Aeju Lee, Ph.D.

dr-lee_img_5959 Associate Professor
International Research Organization for Advanced Science and Technology (IROAST), Kumamoto University, Japan

Professional Education

Ph.D., Korea University, School of Medicine (2013)

Research training

2014- 2016 Postdoctral fellow (IIT, Italy)
2013- 2014 Postdoctral fellow (KIST, Korea)
2009- 2013 MS & Ph.D course trainee (KIST, Korea)
2008- 2009 Research Assistant (KIST, Korea)

Selected peer-reviewed publications

  1. Lee A et al. Early diagnosis of arthritis in mice with collagen-induced arthritis, using a fluorogenic MMP 3-specific polymeric probe. Arthritis Rheum 2011
  2. Lee A et al. Measurement of MMP Activity in Synovial Fluid in Cases of Osteoarthritis and Acute Inflammatory Conditions of the Knee Joints Using a Fluorogenic Peptide Probe-Immobilized Diagnostic Kit.
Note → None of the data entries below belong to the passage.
//! Equipment packs and the merge that applies one to a character.
//!
//! A pack is plain data: collaborators may deserialize their own, and the
//! seven standard packs are available through [`EquipmentPack::standard`].

use crate::character::{Character, Currency};
use serde::{Deserialize, Serialize};
use std::collections::BTreeMap;
use tracing::debug;

/// A named bundle of gear, weight overrides, and coins.
#[derive(Debug, Clone, Default, PartialEq, Serialize, Deserialize)]
pub struct EquipmentPack {
    pub name: String,
    #[serde(default)]
    pub description: String,
    /// Item names in listing order.
    #[serde(default)]
    pub items: Vec<String>,
    /// Weight in pounds per item name.
    #[serde(default)]
    pub item_weights: BTreeMap<String, f64>,
    #[serde(default)]
    pub currency: Currency,
}

impl EquipmentPack {
    pub fn new(name: impl Into<String>, description: impl Into<String>) -> Self {
        Self {
            name: name.into(),
            description: description.into(),
            ..Self::default()
        }
    }

    /// Add an item with its weight.
    pub fn with_item(mut self, item: impl Into<String>, weight: f64) -> Self {
        let item = item.into();
        self.item_weights.insert(item.clone(), weight);
        self.items.push(item);
        self
    }

    pub fn with_currency(mut self, currency: Currency) -> Self {
        self.currency = currency;
        self
    }

    /// One of the standard packs by exact name, e.g. `"Explorer's Pack"`.
    pub fn standard(name: &str) -> Option<Self> {
        PACKS.iter().find(|p| p.name == name).map(PackData::to_pack)
    }

    /// Sum of the weight overrides, rounded to one decimal place.
    pub fn total_weight(&self) -> f64 {
        let total: f64 = self.item_weights.values().sum();
        (total * 10.0).round() / 10.0
    }
}

/// What applying a pack changed.
#[derive(Debug, Clone, PartialEq, Serialize, Deserialize)]
pub struct PackApplication {
    pub pack_name: String,
    /// Items that were not already carried.
    pub items_added: Vec<String>,
    pub currency_added: Currency,
    pub total_weight: f64,
}

/// All standard packs, in alphabetical order.
pub fn standard_packs() -> Vec<EquipmentPack> {
    PACKS.iter().map(PackData::to_pack).collect()
}

/// Find a standard pack by exact name.
pub fn find_pack(name: &str) -> Option<EquipmentPack> {
    EquipmentPack::standard(name)
}

/// Weight of a named standard pack; 0.0 if there is no such pack.
pub fn pack_weight(name: &str) -> f64 {
    find_pack(name).map_or(0.0, |p| p.total_weight())
}

impl Character {
    /// Merge a pack into the inventory.
    ///
    /// Items already carried (by exact name) are not added again, the pack's
    /// weights replace any existing overrides, and its coins are added.
    pub fn apply_equipment_pack(&mut self, pack: &EquipmentPack) -> PackApplication {
        let mut items_added = Vec::new();
        for item in &pack.items {
            if !self.items.contains(item) {
                self.items.push(item.clone());
                items_added.push(item.clone());
            }
        }
        for (item, weight) in &pack.item_weights {
            self.item_weights.insert(item.clone(), *weight);
        }
        self.currency.add(&pack.currency);

        debug!(
            character = %self.name,
            pack = %pack.name,
            added = items_added.len(),
            "Applied equipment pack"
        );

        PackApplication {
            pack_name: pack.name.clone(),
            items_added,
            currency_added: pack.currency,
            total_weight: pack.total_weight(),
        }
    }
}

/// Static form of a standard pack.
struct PackData {
    name: &'static str,
    description: &'static str,
    items: &'static [(&'static str, f64)],
    gold: u64,
}

impl PackData {
    fn to_pack(&self) -> EquipmentPack {
        let pack = EquipmentPack::new(self.name, self.description).with_currency(Currency {
            gp: self.gold,
            ..Currency::default()
        });
        self.items
            .iter()
            .fold(pack, |pack, (item, weight)| pack.with_item(*item, *weight))
    }
}

// ============================================================================
// Pack data
// ============================================================================

static PACKS: &[PackData] = &[
    PackData {
        name: "Burglar's Pack",
        description: "Perfect for rogues and stealthy characters",
        items: &[
            ("Backpack", 5.0),
            ("Bag of 1,000 ball bearings", 2.0),
            ("10 feet of string", 0.0),
            ("Bell", 0.0),
            ("5 candles", 0.0),
            ("Crowbar", 5.0),
            ("Hammer", 3.0),
            ("10 pitons", 2.5),
            ("Hooded lantern", 2.0),
            ("2 flasks of oil", 2.0),
            ("5 days of rations", 10.0),
            ("Tinderbox", 1.0),
            ("Waterskin", 5.0),
            ("50 feet of hempen rope", 10.0),
        ],
        gold: 16,
    },
    PackData {
        name: "Diplomat's Pack",
        description: "Ideal for characters focused on social interaction",
        items: &[
            ("Chest", 25.0),
            ("2 cases for maps and scrolls", 1.0),
            ("Fine clothes", 6.0),
            ("Bottle of ink", 0.0),
            ("Ink pen", 0.0),
            ("Lamp", 1.0),
            ("2 flasks of oil", 2.0),
            ("5 sheets of paper", 0.0),
            ("Vial of perfume", 0.0),
            ("Sealing wax", 0.0),
            ("Soap", 0.0),
        ],
        gold: 39,
    },
    PackData {
        name: "Dungeoneer's Pack",
        description: "Essential for exploring dungeons and caves",
        items: &[
            ("Backpack", 5.0),
            ("Crowbar", 5.0),
            ("Hammer", 3.0),
            ("10 pitons", 2.5),
            ("10 torches", 10.0),
            ("Tinderbox", 1.0),
            ("10 days of rations", 20.0),
            ("Waterskin", 5.0),
            ("50 feet of hempen rope", 10.0),
        ],
        gold: 12,
    },
    PackData {
        name: "Entertainer's Pack",
        description: "Perfect for bards and performers",
        items: &[
            ("Backpack", 5.0),
            ("Bedroll", 7.0),
            ("2 costumes", 8.0),
            ("5 candles", 0.0),
            ("5 days of rations", 10.0),
            ("Waterskin", 5.0),
            ("Disguise kit", 3.0),
        ],
        gold: 40,
    },
    PackData {
        name: "Explorer's Pack",
        description: "Great for wilderness exploration and survival",
        items: &[
            ("Backpack", 5.0),
            ("Bedroll", 7.0),
            ("Mess kit", 1.0),
            ("Tinderbox", 1.0),
            ("10 torches", 10.0),
            ("10 days of rations", 20.0),
            ("Waterskin", 5.0),
            ("50 feet of hempen rope", 10.0),
        ],
        gold: 10,
    },
    PackData {
        name: "Priest's Pack",
        description: "Ideal for clerics and religious characters",
        items: &[
            ("Backpack", 5.0),
            ("Blanket", 3.0),
            ("10 candles", 0.0),
            ("Tinderbox", 1.0),
            ("Alms box", 1.0),
            ("2 blocks of incense", 0.0),
            ("Censer", 1.0),
            ("Vestments", 4.0),
            ("2 days of rations", 4.0),
            ("Waterskin", 5.0),
        ],
        gold: 19,
    },
    PackData {
        name: "Scholar's Pack",
        description: "Perfect for wizards and knowledge seekers",
        items: &[
            ("Backpack", 5.0),
            ("Book of lore", 5.0),
            ("Bottle of ink", 0.0),
            ("Ink pen", 0.0),
            ("10 sheets of parchment", 0.0),
            ("Little bag of sand", 1.0),
            ("Small knife", 1.0),
        ],
        gold: 40,
    },
];

#[cfg(test)]
mod tests {
    use super::*;

    #[test]
    fn test_seven_packs() {
        assert_eq!(standard_packs().len(), 7);
        assert!(find_pack("Explorer's Pack").is_some());
        assert!(find_pack("explorer's pack").is_none());
        assert!(find_pack("Adventurer's Pack").is_none());
    }

    #[test]
    fn test_pack_weights() {
        assert_eq!(pack_weight("Explorer's Pack"), 59.0);
        assert_eq!(pack_weight("Burglar's Pack"), 47.5);
        assert_eq!(pack_weight("Scholar's Pack"), 12.0);
        assert_eq!(pack_weight("Nope"), 0.0);
    }

    #[test]
    fn test_apply_to_empty_inventory() {
        let mut c = Character::new("Vex", "Halfling", "Rogue", "Criminal");
        let pack = find_pack("Burglar's Pack").unwrap();
        let applied = c.apply_equipment_pack(&pack);
        assert_eq!(applied.items_added.len(), 14);
        assert_eq!(c.items.len(), 14);
        assert_eq!(c.items[0], "Backpack");
        assert_eq!(c.currency.gp, 16);
        assert_eq!(c.item_weights["10 pitons"], 2.5);
        assert_eq!(applied.total_weight, 47.5);
    }

    #[test]
    fn test_overlapping_items_are_not_duplicated() {
        let mut c = Character::new("Vex", "Halfling", "Rogue", "Criminal");
        c.items = vec!["Backpack".to_string(), "Waterskin".to_string()];
        c.item_weights.insert("Backpack".to_string(), 2.0);
        c.currency.gp = 5;

        let applied = c.apply_equipment_pack(&find_pack("Explorer's Pack").unwrap());
        assert_eq!(c.items.len(), 8);
        assert_eq!(c.items.iter().filter(|i| *i == "Backpack").count(), 1);
        assert_eq!(applied.items_added.len(), 6);
        assert!(!applied.items_added.contains(&"Waterskin".to_string()));
        // Pack weights take precedence
        assert_eq!(c.item_weights["Backpack"], 5.0);
        assert_eq!(c.currency.gp, 15);
    }

    #[test]
    fn test_applying_twice_only_adds_currency() {
        let mut c = Character::new("Ilsa", "Human", "Cleric", "Acolyte");
        let pack = find_pack("Priest's Pack").unwrap();
        c.apply_equipment_pack(&pack);
        let second = c.apply_equipment_pack(&pack);
        assert!(second.items_added.is_empty());
        assert_eq!(c.items.len(), 10);
        assert_eq!(c.currency.gp, 38);
    }

    #[test]
    fn test_apply_deserialized_pack_with_mixed_coins() {
        let json = r#"{
            "name": "Smuggler's Kit",
            "items": ["Crowbar", "Dark cloak", "Sack"],
            "item_weights": {"Crowbar": 5.0, "Dark cloak": 4.0, "Sack": 0.5},
            "currency": {"cp": 30, "sp": 12, "ep": 1, "pp": 2}
        }"#;
        let pack: EquipmentPack = serde_json::from_str(json).unwrap();
        assert_eq!(pack.description, "");
        assert_eq!(pack.total_weight(), 9.5);

        let mut c = Character::new("Vex", "Halfling", "Rogue", "Criminal");
        c.items = vec!["Crowbar".to_string()];
        c.currency = Currency::new(5, 0, 0, 3, 0);

        let applied = c.apply_equipment_pack(&pack);
        assert_eq!(applied.items_added, vec!["Dark cloak", "Sack"]);
        assert_eq!(applied.currency_added, Currency::new(30, 12, 1, 0, 2));
        assert_eq!(c.currency, Currency::new(35, 12, 1, 3, 2));
        assert_eq!(c.item_weights["Sack"], 0.5);
        assert_eq!(c.items, vec!["Crowbar", "Dark cloak", "Sack"]);
    }

    #[test]
    fn test_built_pack_matches_standard_shape() {
        let pack = EquipmentPack::new("Trail Kit", "Light travel gear")
            .with_item("Bedroll", 7.0)
            .with_item("Waterskin", 5.0)
            .with_currency(Currency::new(0, 5, 0, 2, 0));
        assert_eq!(pack.items, vec!["Bedroll", "Waterskin"]);
        assert_eq!(pack.total_weight(), 12.0);

        let round_trip: EquipmentPack =
            serde_json::from_str(&serde_json::to_string(&pack).unwrap()).unwrap();
        assert_eq!(round_trip, pack);
    }
}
Theranostics 2012
  3. Lee A et al. A novel near-infrared fluorescence chemosensor for copper ion detection using click ligation and energy transfer. Chem Commun 2013
  4. Lee A et al. TNF-α Gene Silencing Using Polymerized siRNA/Thiolated Glycol Chitosan Nanoparticles for Rheumatoid Arthritis. Mol Ther 2014
  5. Lee A et al. Spherical Polymeric Nanoconstructs for Combined Chemotherapeutic and anti-Inflammatory Therapies. Nanomedicine : NBM 2016
  6. Lee A et al. Dexamethasone-loaded nanoconstructs for treating and monitoring inflammation in murine colitis models”, Theranostics 2017

Research interest

Research in the Lee lab develop novel molecular imaging sensor and multi-drug delivery carrier for Theragnostics (Therapy + Diagnosis).
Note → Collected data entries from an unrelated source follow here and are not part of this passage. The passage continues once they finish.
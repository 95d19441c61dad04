//! Spell quotas, selection validation, and suggestions.
//!
//! `SpellManager` borrows a loaded [`SpellCatalog`] and answers every
//! question in terms of it. A class the catalog does not know is a
//! non-caster: zero quotas, empty lists, no suggestions.

use crate::abilities::Ability;
use crate::spells::{SpellCatalog, SpellInfo, SpellcastingRules, FIRST_LEVEL};
use serde::{Deserialize, Serialize};
use std::collections::{BTreeMap, HashSet};

/// Result of checking a cantrip/spell selection. Lists every violation.
#[derive(Debug, Clone, PartialEq, Eq, Serialize, Deserialize)]
pub struct SpellValidation {
    pub valid: bool,
    pub errors: Vec<String>,
    pub cantrip_limit: usize,
    pub spell_limit: usize,
    pub selected_cantrips: usize,
    pub selected_spells: usize,
}

/// Suggested cantrip and spell names.
#[derive(Debug, Clone, Default, PartialEq, Eq, Serialize, Deserialize)]
pub struct SpellSuggestions {
    pub cantrips: Vec<String>,
    pub spells: Vec<String>,
}

/// Which spells a class reaches for first.
#[derive(Debug, Clone, Copy, PartialEq, Eq)]
enum SpellPriority {
    Damage,
    Healing,
    None,
}

impl SpellPriority {
    fn for_class(class: &str) -> Self {
        let is = |name: &str| class.eq_ignore_ascii_case(name);
        if is("Wizard") || is("Sorcerer") {
            SpellPriority::Damage
        } else if is("Cleric") || is("Druid") {
            SpellPriority::Healing
        } else {
            SpellPriority::None
        }
    }

    fn matches(self, spell: &SpellInfo) -> bool {
        match self {
            SpellPriority::Damage => spell.is_damage_spell(),
            SpellPriority::Healing => spell.is_healing_spell(),
            SpellPriority::None => false,
        }
    }
}

/// Quota enforcement and suggestions over a borrowed catalog.
#[derive(Debug, Clone, Copy)]
pub struct SpellManager<'a> {
    catalog: &'a SpellCatalog,
}

impl<'a> SpellManager<'a> {
    pub fn new(catalog: &'a SpellCatalog) -> Self {
        Self { catalog }
    }

    pub fn catalog(&self) -> &'a SpellCatalog {
        self.catalog
    }

    pub fn available_cantrips(&self, class: &str) -> &'a [SpellInfo] {
        self.catalog.cantrips_for(class)
    }

    /// 1st-level spells for a class.
    pub fn available_spells(&self, class: &str) -> &'a [SpellInfo] {
        self.available_spells_at(class, FIRST_LEVEL)
    }

    pub fn available_spells_at(&self, class: &str, level: &str) -> &'a [SpellInfo] {
        self.catalog.spells_for(class, level)
    }

    pub fn spellcasting_rules(&self, class: &str) -> Option<&'a SpellcastingRules> {
        self.catalog.rules_for(class)
    }

    pub fn cantrip_limit(&self, class: &str) -> usize {
        self.spellcasting_rules(class).map_or(0, |r| r.cantrips_known)
    }

    pub fn spell_limit(&self, class: &str) -> usize {
        self.spellcasting_rules(class).map_or(0, |r| r.spells_known)
    }

    /// True iff either quota is nonzero.
    pub fn can_cast(&self, class: &str) -> bool {
        self.cantrip_limit(class) > 0 || self.spell_limit(class) > 0
    }

    /// The catalog's casting ability for a class, if it names a valid one.
    pub fn spellcasting_ability(&self, class: &str) -> Option<Ability> {
        self.spellcasting_rules(class)
            .and_then(|r| Ability::from_abbreviation(&r.spellcasting_ability))
    }

    pub fn spell_slots(&self, class: &str) -> BTreeMap<String, u32> {
        self.spellcasting_rules(class)
            .map(|r| r.spell_slots.clone())
            .unwrap_or_default()
    }

    /// Global lookup across every class and level.
    pub fn spell_info(&self, name: &str) -> Option<&'a SpellInfo> {
        self.catalog.find(name)
    }

    pub fn format_description(&self, spell: &SpellInfo) -> String {
        spell.describe()
    }

    // ------------------------------------------------------------------------
    // Validation
    // ------------------------------------------------------------------------

    /// Check a selection against quotas, the class lists, and duplicates.
    ///
    /// The same name appearing as both a cantrip and a spell is not checked.
    pub fn validate_selection(
        &self,
        class: &str,
        cantrips: &[String],
        spells: &[String],
    ) -> SpellValidation {
        let cantrip_limit = self.cantrip_limit(class);
        let spell_limit = self.spell_limit(class);
        let mut errors = Vec::new();

        if cantrips.len() > cantrip_limit {
            errors.push(format!(
                "Too many cantrips selected: {}. Maximum is {}.",
                cantrips.len(),
                cantrip_limit
            ));
        }
        if spells.len() > spell_limit {
            errors.push(format!(
                "Too many spells selected: {}. Maximum is {}.",
                spells.len(),
                spell_limit
            ));
        }

        let known_cantrips = names(self.available_cantrips(class));
        for cantrip in cantrips {
            if !known_cantrips.contains(cantrip.as_str()) {
                errors.push(format!("Cantrip '{}' is not available for {}.", cantrip, class));
            }
        }

        let known_spells = names(self.available_spells(class));
        for spell in spells {
            if !known_spells.contains(spell.as_str()) {
                errors.push(format!("Spell '{}' is not available for {}.", spell, class));
            }
        }

        let duplicate_cantrips = duplicates(cantrips);
        if !duplicate_cantrips.is_empty() {
            errors.push(format!(
                "Duplicate cantrips selected: {}.",
                duplicate_cantrips.join(", ")
            ));
        }
        let duplicate_spells = duplicates(spells);
        if !duplicate_spells.is_empty() {
            errors.push(format!(
                "Duplicate spells selected: {}.",
                duplicate_spells.join(", ")
            ));
        }

        SpellValidation {
            valid: errors.is_empty(),
            errors,
            cantrip_limit,
            spell_limit,
            selected_cantrips: cantrips.len(),
            selected_spells: spells.len(),
        }
    }

    // ------------------------------------------------------------------------
    // Suggestions
    // ------------------------------------------------------------------------

    /// Suggest exactly the class quotas where the catalog allows.
    pub fn suggest(&self, class: &str) -> SpellSuggestions {
        self.suggest_counts(class, self.cantrip_limit(class), self.spell_limit(class))
    }

    /// Suggest `num_cantrips` cantrips and `num_spells` 1st-level spells.
    ///
    /// Damage cantrips fill first. For spells, Wizards and Sorcerers put damage
    /// spells in up to half the slots, Clerics and Druids healing spells; the
    /// rest come from the other spells, then from anything left in catalog
    /// order. A catalog too small for the request yields a shorter list.
    pub fn suggest_counts(
        &self,
        class: &str,
        num_cantrips: usize,
        num_spells: usize,
    ) -> SpellSuggestions {
        let cantrips = fill_to_count(
            self.available_cantrips(class),
            num_cantrips,
            num_cantrips,
            SpellInfo::is_damage_cantrip,
        );

        let priority = SpellPriority::for_class(class);
        let spells = fill_to_count(
            self.available_spells(class),
            num_spells,
            num_spells / 2,
            |s| priority.matches(s),
        );

        SpellSuggestions { cantrips, spells }
    }
}

fn names(spells: &[SpellInfo]) -> HashSet<&str> {
    spells.iter().map(|s| s.name.as_str()).collect()
}

/// Names that occur more than once, each reported once, in first-seen order.
fn duplicates(selected: &[String]) -> Vec<String> {
    let mut seen = HashSet::new();
    let mut reported = HashSet::new();
    let mut out = Vec::new();
    for name in selected {
        if !seen.insert(name.as_str()) && reported.insert(name.as_str()) {
            out.push(name.clone());
        }
    }
    out
}

/// Pick up to `count` unique names: up to `priority_quota` matching
/// `preferred`, then non-matching, then anything remaining.
fn fill_to_count(
    pool: &[SpellInfo],
    count: usize,
    priority_quota: usize,
    preferred: impl Fn(&SpellInfo) -> bool,
) -> Vec<String> {
    let mut picked: Vec<String> = Vec::with_capacity(count);

    let quota = priority_quota.min(count);
    for spell in pool.iter().filter(|s| preferred(*s)) {
        if picked.len() >= quota {
            break;
        }
        push_unique(&mut picked, spell);
    }
    for spell in pool.iter().filter(|s| !preferred(*s)) {
        if picked.len() >= count {
            break;
        }
        push_unique(&mut picked, spell);
    }
    for spell in pool {
        if picked.len() >= count {
            break;
        }
        push_unique(&mut picked, spell);
    }

    picked
}

fn push_unique(picked: &mut Vec<String>, spell: &SpellInfo) {
    if !picked.iter().any(|n| n == &spell.name) {
        picked.push(spell.name.clone());
    }
}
1. Enzyme specific activated imaging sensor based real-time in vivo imaging

Proteases are among the most studied enzyme families due to their involvement in the regulation of diverse disease processes and their potential value as biomarkers and therapeutic targets. We reported various protease target Near-infrared fluorescence (NIRF) imaging sensors and detecting pathologic processes at the cellular and molecular levels in vivo, such as cancer, arthritis, brain disorder and inflammation.

2. Combination drug delivery using biocompatible polymer nanoconstructs

Nanoconstructs can simultaneously deliver multiple agents to cancerous lesions enabling de facto combination therapies. We reported that multi-drug loaded nanoconstructs delivery to malignant mass show synergistic effect.